La Caza de la Serpiente: Capítulo 9

La Caza de la Serpiente Capítulo 9

No hizo falta esperar al sol de la hora prima para notar que algo ocurría en la ciudad, el nerviosismo era perfectamente tangible. Al preguntar a uno de los monjes a qué se debía tal estado obtuve una sorprendente respuesta.

—Almanzor vuelve.

Más tarde, interrogando a más personas, llegué a completar la información. No era del todo cierto que el caudillo enemigo regresase a Astorga, sino que se dirigía hacia el norte sin precisar destino.
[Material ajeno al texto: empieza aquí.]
//! Alert service
//!
//! Budget checks raise alerts at fixed utilisation thresholds. AI insights
//! are stored through the same service.

use chrono::NaiveDate;
use tracing::{debug, info};

use crate::config::Settings;
use crate::error::{SpendwiseError, SpendwiseResult};
use crate::models::{Alert, AlertId, AlertKind, Severity};
use crate::services::budget::{BudgetService, BudgetStatus};
use crate::storage::Storage;

/// Utilisation (percent) at which a budget raises a warning
pub const WARNING_THRESHOLD: f64 = 80.0;

/// Utilisation (percent) at which a budget alert becomes critical
pub const CRITICAL_THRESHOLD: f64 = 100.0;

/// Service for alerts and insights
pub struct AlertService<'a> {
    storage: &'a Storage,
}

impl<'a> AlertService<'a> {
    pub fn new(storage: &'a Storage) -> Self {
        Self { storage }
    }

    /// Store new alerts
    pub fn add(&self, alerts: Vec<Alert>) -> SpendwiseResult<usize> {
        let count = alerts.len();
        for alert in alerts {
            self.storage.alerts.upsert(alert)?;
        }
        self.storage.alerts.save()?;
        Ok(count)
    }

    /// Alerts newest first
    pub fn list(&self, include_dismissed: bool) -> SpendwiseResult<Vec<Alert>> {
        self.storage
            .alerts
            .filter(|a| include_dismissed || a.is_active())
    }

    pub fn require(&self, identifier: &str) -> SpendwiseResult<Alert> {
        self.storage
            .alerts
            .find(|a| a.id.matches(identifier))?
            .ok_or_else(|| SpendwiseError::NotFound {
                entity_type: "Alert",
                identifier: identifier.to_string(),
            })
    }

    pub fn dismiss(&self, id: AlertId) -> SpendwiseResult<Alert> {
        let mut alert = self.storage.alerts.get(id)?.ok_or_else(|| SpendwiseError::NotFound {
            entity_type: "Alert",
            identifier: id.to_string(),
        })?;
        alert.dismiss();
        self.storage.alerts.upsert(alert.clone())?;
        self.storage.alerts.save()?;
        Ok(alert)
    }

    /// Dismiss every active alert, returning how many changed
    pub fn dismiss_all(&self) -> SpendwiseResult<usize> {
        let active = self.list(false)?;
        for mut alert in active.iter().cloned() {
            alert.dismiss();
            self.storage.alerts.upsert(alert)?;
        }
        self.storage.alerts.save()?;
        Ok(active.len())
    }

    /// Delete dismissed alerts
    pub fn purge_dismissed(&self) -> SpendwiseResult<usize> {
        let dismissed = self.storage.alerts.filter(|a| a.dismissed)?;
        for alert in &dismissed {
            self.storage.alerts.delete(alert.id)?;
        }
        self.storage.alerts.save()?;
        Ok(dismissed.len())
    }

    /// Raise budget alerts for the period containing `as_of`
    ///
    /// One active alert is kept per budget and period: a warning that
    /// crosses into critical is escalated in place, and an alert already
    /// raised at the same severity is left alone. Returns the alerts created
    /// or escalated.
    pub fn check_budgets(&self, settings: &Settings, as_of: NaiveDate) -> SpendwiseResult<Vec<Alert>> {
        let statuses = BudgetService::new(self.storage, settings).status_all(as_of)?;
        let mut raised = Vec::new();

        for status in statuses {
            let Some(severity) = budget_severity(status.percent_used()) else {
                continue;
            };
            let period = status.period_key();
            let existing = self.storage.alerts.find(|a| {
                a.is_active()
                    && a.budget_id == Some(status.budget.id)
                    && a.period.as_deref() == Some(period.as_str())
            })?;

            let alert = match existing {
                Some(alert) if alert.severity >= severity => {
                    debug!(budget = %status.budget.category, "budget alert already active");
                    continue;
                }
                Some(mut alert) => {
                    let fresh = budget_alert(&status, severity);
                    alert.severity = fresh.severity;
                    alert.title = fresh.title;
                    alert.message = fresh.message;
                    alert
                }
                None => budget_alert(&status, severity),
            };

            self.storage.alerts.upsert(alert.clone())?;
            raised.push(alert);
        }

        self.storage.alerts.save()?;
        info!(raised = raised.len(), "checked budgets");
        Ok(raised)
    }
}

fn budget_severity(percent_used: f64) -> Option<Severity> {
    if percent_used >= CRITICAL_THRESHOLD {
        Some(Severity::Critical)
    } else if percent_used >= WARNING_THRESHOLD {
        Some(Severity::Warning)
    } else {
        None
    }
}

fn budget_alert(status: &BudgetStatus, severity: Severity) -> Alert {
    let budget = &status.budget;
    let title = match severity {
        Severity::Critical => format!("{} budget exceeded", budget.category),
        _ => format!("{} budget nearly used", budget.category),
    };
    let message = format!(
        "Spent {} of {} ({:.0}%) for {}",
        status.spent.format_with_code(&budget.currency),
        budget.amount.format_with_code(&budget.currency),
        status.percent_used(),
        status.period
    );
    Alert::new(AlertKind::BudgetWarning, severity, title, message)
        .with_category(budget.category.clone())
        .for_budget(budget.id, status.period_key())
}

#[cfg(test)]
mod tests {
    use super::*;
    use crate::config::SpendwisePaths;
    use crate::models::{BudgetPeriod, Categorization, Money, Transaction};
    use crate::services::budget::CreateBudgetInput;
    use crate::storage::initialize_storage;
    use tempfile::TempDir;

    fn create_test_storage() -> (TempDir, Storage) {
        let temp_dir = TempDir::new().unwrap();
        let paths = SpendwisePaths::with_base_dir(temp_dir.path().to_path_buf());
        initialize_storage(&paths).unwrap();
        let mut storage = Storage::new(paths).unwrap();
        storage.load_all().unwrap();
        (temp_dir, storage)
    }

    fn date(d: u32) -> NaiveDate {
        NaiveDate::from_ymd_opt(2025, 5, d).unwrap()
    }

    fn setup_budget(storage: &Storage, cents: i64) {
        BudgetService::new(storage, &Settings::default())
            .create(CreateBudgetInput {
                category: "Food & Dining".into(),
                amount: Money::from_cents(cents),
                currency: "USD".into(),
                period: BudgetPeriod::Monthly,
                start_date: date(1),
            })
            .unwrap();
    }

    fn spend(storage: &Storage, day: u32, cents: i64) {
        let mut txn = Transaction::new(date(day), "Dinner", Money::from_cents(cents), "USD");
        txn.set_category("Food & Dining", Categorization::manual());
        storage.transactions.upsert(txn).unwrap();
    }

    #[test]
    fn test_thresholds() {
        assert_eq!(budget_severity(79.9), None);
        assert_eq!(budget_severity(80.0), Some(Severity::Warning));
        assert_eq!(budget_severity(100.0), Some(Severity::Critical));
        assert_eq!(budget_severity(140.0), Some(Severity::Critical));
    }

    #[test]
    fn test_check_budgets_does_not_repeat() {
        let (_dir, storage) = create_test_storage();
        setup_budget(&storage, 10000);
        spend(&storage, 3, -8500);
        let service = AlertService::new(&storage);
        let settings = Settings::default();

        let raised = service.check_budgets(&settings, date(10)).unwrap();
        assert_eq!(raised.len(), 1);
        assert_eq!(raised[0].severity, Severity::Warning);
        assert_eq!(raised[0].kind, AlertKind::BudgetWarning);

        assert!(service.check_budgets(&settings, date(11)).unwrap().is_empty());
        assert_eq!(service.list(false).unwrap().len(), 1);
    }

    #[test]
    fn test_warning_escalates_in_place() {
        let (_dir, storage) = create_test_storage();
        setup_budget(&storage, 10000);
        spend(&storage, 3, -8500);
        let service = AlertService::new(&storage);
        let settings = Settings::default();

        let first = service.check_budgets(&settings, date(10)).unwrap();
        spend(&storage, 12, -2000);
        let second = service.check_budgets(&settings, date(12)).unwrap();

        assert_eq!(second.len(), 1);
        assert_eq!(second[0].id, first[0].id);
        assert_eq!(second[0].severity, Severity::Critical);
        assert_eq!(service.list(false).unwrap().len(), 1);
    }

    #[test]
    fn test_dismissed_alert_raised_again_next_period() {
        let (_dir, storage) = create_test_storage();
        setup_budget(&storage, 10000);
        spend(&storage, 3, -12000);
        let service = AlertService::new(&storage);
        let settings = Settings::default();

        let raised = service.check_budgets(&settings, date(10)).unwrap();
        service.dismiss(raised[0].id).unwrap();
        assert!(service.list(false).unwrap().is_empty());

        // Dismissed alerts no longer block a new one
        let again = service.check_budgets(&settings, date(20)).unwrap();
        assert_eq!(again.len(), 1);
        assert_eq!(service.purge_dismissed().unwrap(), 1);
        assert_eq!(service.dismiss_all().unwrap(), 1);
    }
}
Pero bastaba aquel rumor para despertar en los vecinos las escenas de devastación, y el recuerdo de la sangre y las llamas que se produjeron años atrás. Sin duda, en León y Lugo también debían de estar revueltas las aguas. Al parecer el hachib del califa había salido de Córdoba con una imponente fuerza de caballería hacía dos o tres días, sábado, por lo que alcanzaría estas tierras en menos de tres o cuatro semanas en función de su objetivo final y de lo que se entretuviese saqueando por el camino. Aquella tensa espera ya se les antojaba agónica prórroga a los cristianos, que en ese momento se veían decapitados, esclavizados o carbonizados entre sus enseres. Pero ninguno se atrevía a ser el primero en marcharse, tal vez a la espera de lo que los magnates fuesen a hacer y decir al respecto. Éstos parecían tenerlo claro; dado que la precipitación no había hecho ganar ninguna guerra, y como tampoco se conocía qué territorio sería el afrentado, no se tomarían decisiones, deseando los leoneses que los desgraciados fuesen los de Castilla, y viceversa. Así que, por el momento, calma y espera.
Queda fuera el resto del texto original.